■ Task item: Search the entries for the word "info" and copy each line that has it.

Dataset entries

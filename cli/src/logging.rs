use tracing_subscriber::EnvFilter;

/// Logs go to stderr so tables on stdout stay clean.
/// `RUST_LOG` wins over the verbosity flag.
pub fn init_logging(verbose: u8) {
    let level = match verbose {
        0 => "info",
        1 => "debug",
        _ => "trace",
    };
    let default_filter = format!("dlstats={level},dlstats_core={level}");

    tracing_subscriber::fmt()
        .with_env_filter(
            EnvFilter::try_from_default_env().unwrap_or_else(|_| EnvFilter::new(default_filter)),
        )
        .with_writer(std::io::stderr)
        .with_target(false)
        .init();
}
use crate::model::reading::{Reading, Series};
use crate::model::summary::{DailyDelta, MonthlySummary};
use crate::report::Reporter;
use crate::repository::SeriesRepository;
use crate::service::normalizer::{aggregate_monthly, compute_deltas, fill_gaps, latest_value, max_daily_delta};
use crate::source::ReadingSource;
use crate::time::{format_record_date, window_ending};
use anyhow::{anyhow, Context, Result};
use chrono::NaiveDate;

/// Everything the renderers need, recomputed from the stored history.
#[derive(Debug, Clone, PartialEq)]
pub struct Report {
    pub window_start: NaiveDate,
    pub window_end: NaiveDate,
    /// Dense cumulative counts over the window.
    pub window: Series,
    pub daily: Vec<DailyDelta>,
    /// Monthly roll-up of the whole history, total row last.
    pub monthly: Vec<MonthlySummary>,
    /// Latest stored cumulative count.
    pub latest: u64,
    pub max_daily: i64,
    pub readings: usize,
    pub rejected: usize,
}

impl Report {
    pub fn window_days(&self) -> usize {
        self.daily.len()
    }

    pub fn monthly_total(&self) -> i64 {
        self.monthly
            .iter()
            .find(|m| m.is_total())
            .map(|m| m.total)
            .unwrap_or(0)
    }

    pub fn months(&self) -> impl Iterator<Item = &MonthlySummary> {
        self.monthly.iter().filter(|m| !m.is_total())
    }
}

#[derive(Debug, Clone, PartialEq)]
pub enum RefreshOutcome {
    Recorded { count: u64, replaced: Option<u64> },
    /// The source had nothing for us; stored history is used as is.
    Unavailable { reason: String },
}

pub struct ReportUseCase<'a, R: SeriesRepository> {
    repo: &'a R,
    reporter: &'a dyn Reporter,
}

impl<'a, R: SeriesRepository> ReportUseCase<'a, R> {
    pub fn new(repo: &'a R, reporter: &'a dyn Reporter) -> Self {
        Self { repo, reporter }
    }

    /// Fetches today's count and stores it. A failing source is not an error.
    pub fn refresh(&self, source: &dyn ReadingSource, today: NaiveDate) -> Result<RefreshOutcome> {
        match source.fetch() {
            Ok(count) => {
                self.reporter.info(&format!("fetched download count {}", count));
                let replaced = self
                    .repo
                    .upsert(Reading::new(today, count), self.reporter)
                    .with_context(|| format!("Failed to store reading for {}", format_record_date(today)))?;
                Ok(RefreshOutcome::Recorded { count, replaced })
            }
            Err(e) => {
                self.reporter.warn(&format!(
                    "download count not available, keeping stored history: {}",
                    e
                ));
                Ok(RefreshOutcome::Unavailable { reason: e.to_string() })
            }
        }
    }

    pub fn build(&self, today: NaiveDate, window_days: u32) -> Result<Report> {
        let (window_start, window_end) = window_ending(today, window_days)
            .ok_or_else(|| anyhow!("The chart window must cover at least one day"))?;

        let loaded = self.repo.load(self.reporter).context("Failed to load download history")?;
        let series = loaded.series;

        // The history range always contains the window, and gap filling is
        // per date, so the window is a slice of the history.
        let history_start = series
            .first()
            .map(|r| r.date)
            .filter(|d| *d < window_start)
            .unwrap_or(window_start);
        let history = fill_gaps(&series, history_start, window_end, self.reporter);
        let history_deltas = compute_deltas(&history, self.reporter);
        let monthly = aggregate_monthly(&history_deltas);

        let window: Series = history.iter().filter(|r| r.date >= window_start).collect();
        let daily: Vec<DailyDelta> = history_deltas
            .iter()
            .filter(|d| d.date >= window_start)
            .enumerate()
            .map(|(i, d)| DailyDelta {
                date: d.date,
                // nothing before the window to compare against
                delta: if i == 0 { 0 } else { d.delta },
            })
            .collect();

        let report = Report {
            window_start,
            window_end,
            max_daily: max_daily_delta(&daily),
            latest: latest_value(&series),
            readings: series.len(),
            rejected: loaded.rejected,
            window,
            daily,
            monthly,
        };

        self.reporter.info(&format!(
            "report {}..{}: {} readings, latest {}, max per day {}, all-time total {}",
            format_record_date(window_start),
            format_record_date(window_end),
            report.readings,
            report.latest,
            report.max_daily,
            report.monthly_total()
        ));
        Ok(report)
    }
}
use std::fs::{self, File};
use std::io::{BufReader, BufWriter, ErrorKind, Write};
use std::path::{Path, PathBuf};

use anyhow::Result;
use serde::{Deserialize, Serialize};
use serde_json::{ser::PrettyFormatter, Value};
use tempfile::NamedTempFile;

use crate::error::{RecordError, StoreError};
use crate::model::reading::{Reading, Series, MAX_COUNT};
use crate::report::Reporter;
use crate::repository::traits::{LoadedSeries, SeriesRepository};
use crate::time::{format_record_date, parse_record_date};

/// On-disk shape of one reading.
#[derive(Serialize, Deserialize, Debug, Clone, PartialEq)]
struct StoredRecord {
    date: String,
    download_count: u64,
}

impl From<Reading> for StoredRecord {
    fn from(reading: Reading) -> Self {
        Self {
            date: format_record_date(reading.date),
            download_count: reading.count,
        }
    }
}

/// Series store backed by a JSON array of `{date, download_count}` records.
///
/// The file is read whole and rewritten whole. Records that cannot be parsed
/// are kept verbatim at the end of the array so a rewrite never loses them.
#[derive(Clone, Debug)]
pub struct FileSeriesRepository {
    file_path: PathBuf,
}

struct Document {
    series: Series,
    rejected: Vec<Value>,
}

impl FileSeriesRepository {
    pub fn new(file_path: impl Into<PathBuf>) -> Self {
        Self {
            file_path: file_path.into(),
        }
    }

    pub fn path(&self) -> &Path {
        &self.file_path
    }

    fn read_document(&self, reporter: &dyn Reporter) -> Result<Document> {
        let file = match File::open(&self.file_path) {
            Ok(file) => file,
            Err(e) if e.kind() == ErrorKind::NotFound => {
                reporter.info(&format!(
                    "series store {} does not exist yet, starting empty",
                    self.file_path.display()
                ));
                return Ok(Document {
                    series: Series::new(),
                    rejected: Vec::new(),
                });
            }
            Err(source) => {
                return Err(StoreError::Read {
                    path: self.file_path.clone(),
                    source,
                }
                .into())
            }
        };

        let value: Value =
            serde_json::from_reader(BufReader::new(file)).map_err(|source| StoreError::Parse {
                path: self.file_path.clone(),
                source,
            })?;
        let Value::Array(records) = value else {
            return Err(StoreError::NotAnArray {
                path: self.file_path.clone(),
            }
            .into());
        };

        let mut series = Series::new();
        let mut rejected = Vec::new();
        for (index, record) in records.into_iter().enumerate() {
            match parse_record(&record) {
                Ok(reading) => {
                    if let Some(previous) = series.upsert(reading) {
                        reporter.warn(&format!(
                            "record #{}: duplicate date {}, {} replaces {}",
                            index,
                            format_record_date(reading.date),
                            reading.count,
                            previous
                        ));
                    }
                }
                Err(e) => {
                    reporter.warn(&format!("record #{} rejected: {}", index, e));
                    rejected.push(record);
                }
            }
        }

        Ok(Document { series, rejected })
    }

    /// Writes to a sibling temp file and renames it over the store, so a
    /// crash mid-write leaves the previous contents intact.
    fn write_document(&self, document: &Document) -> Result<()> {
        let write_err = |source| StoreError::Write {
            path: self.file_path.clone(),
            source,
        };

        let parent = match self.file_path.parent() {
            Some(dir) if !dir.as_os_str().is_empty() => dir,
            _ => Path::new("."),
        };
        fs::create_dir_all(parent).map_err(write_err)?;

        let mut records: Vec<Value> = document
            .series
            .iter()
            .map(|reading| serde_json::to_value(StoredRecord::from(reading)))
            .collect::<serde_json::Result<_>>()?;
        records.extend(document.rejected.iter().cloned());

        let temp = NamedTempFile::new_in(parent).map_err(write_err)?;
        let mut writer = BufWriter::new(temp);
        let mut serializer =
            serde_json::Serializer::with_formatter(&mut writer, PrettyFormatter::with_indent(b"    "));
        records.serialize(&mut serializer)?;
        writer.write_all(b"\n").map_err(write_err)?;

        let temp = writer.into_inner().map_err(|e| write_err(e.into_error()))?;
        temp.as_file().sync_all().map_err(write_err)?;
        temp.persist(&self.file_path).map_err(|e| write_err(e.error))?;
        Ok(())
    }
}

impl SeriesRepository for FileSeriesRepository {
    fn load(&self, reporter: &dyn Reporter) -> Result<LoadedSeries> {
        let document = self.read_document(reporter)?;
        reporter.debug(&format!(
            "loaded {} readings from {} ({} rejected)",
            document.series.len(),
            self.file_path.display(),
            document.rejected.len()
        ));
        Ok(LoadedSeries {
            series: document.series,
            rejected: document.rejected.len(),
        })
    }

    fn upsert(&self, reading: Reading, reporter: &dyn Reporter) -> Result<Option<u64>> {
        let mut document = self.read_document(reporter)?;
        let previous = document.series.upsert(reading);
        self.write_document(&document)?;

        match previous {
            Some(old) => reporter.info(&format!(
                "updated {} in {}: {} -> {}",
                format_record_date(reading.date),
                self.file_path.display(),
                old,
                reading.count
            )),
            None => reporter.info(&format!(
                "recorded {} = {} in {}",
                format_record_date(reading.date),
                reading.count,
                self.file_path.display()
            )),
        }
        Ok(previous)
    }
}

fn parse_record(record: &Value) -> std::result::Result<Reading, RecordError> {
    let Value::Object(fields) = record else {
        return Err(RecordError::NotAnObject(record.to_string()));
    };

    let date = match fields.get("date") {
        None => return Err(RecordError::MissingField("date")),
        Some(Value::String(s)) => s.clone(),
        Some(Value::Number(n)) => n.to_string(),
        Some(other) => return Err(RecordError::InvalidDate(other.to_string())),
    };
    let date = parse_record_date(&date).map_err(|_| RecordError::InvalidDate(format!("{:?}", date)))?;

    let count = match fields.get("download_count") {
        None => return Err(RecordError::MissingField("download_count")),
        Some(Value::Number(n)) => number_to_count(n)
            .ok_or_else(|| RecordError::InvalidCount(n.to_string()))?,
        Some(other) => return Err(RecordError::InvalidCount(other.to_string())),
    };

    Ok(Reading::new(date, count))
}

/// Accepts integers in `0..=MAX_COUNT`, including integral floats such as `120.0`.
fn number_to_count(n: &serde_json::Number) -> Option<u64> {
    if let Some(count) = n.as_u64() {
        return (count <= MAX_COUNT).then_some(count);
    }
    let f = n.as_f64()?;
    // MAX_COUNT as f64 rounds up to 2^63, hence the strict bound
    if f >= 0.0 && f.fract() == 0.0 && f < MAX_COUNT as f64 {
        Some(f as u64)
    } else {
        None
    }
}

■ Exercise solution:
        0 => "info",
                self.reporter.info(&format!("fetched download count {}", count));
        self.reporter.info(&format!(
                reporter.info(&format!(
            Some(old) => reporter.info(&format!(
            None => reporter.info(&format!(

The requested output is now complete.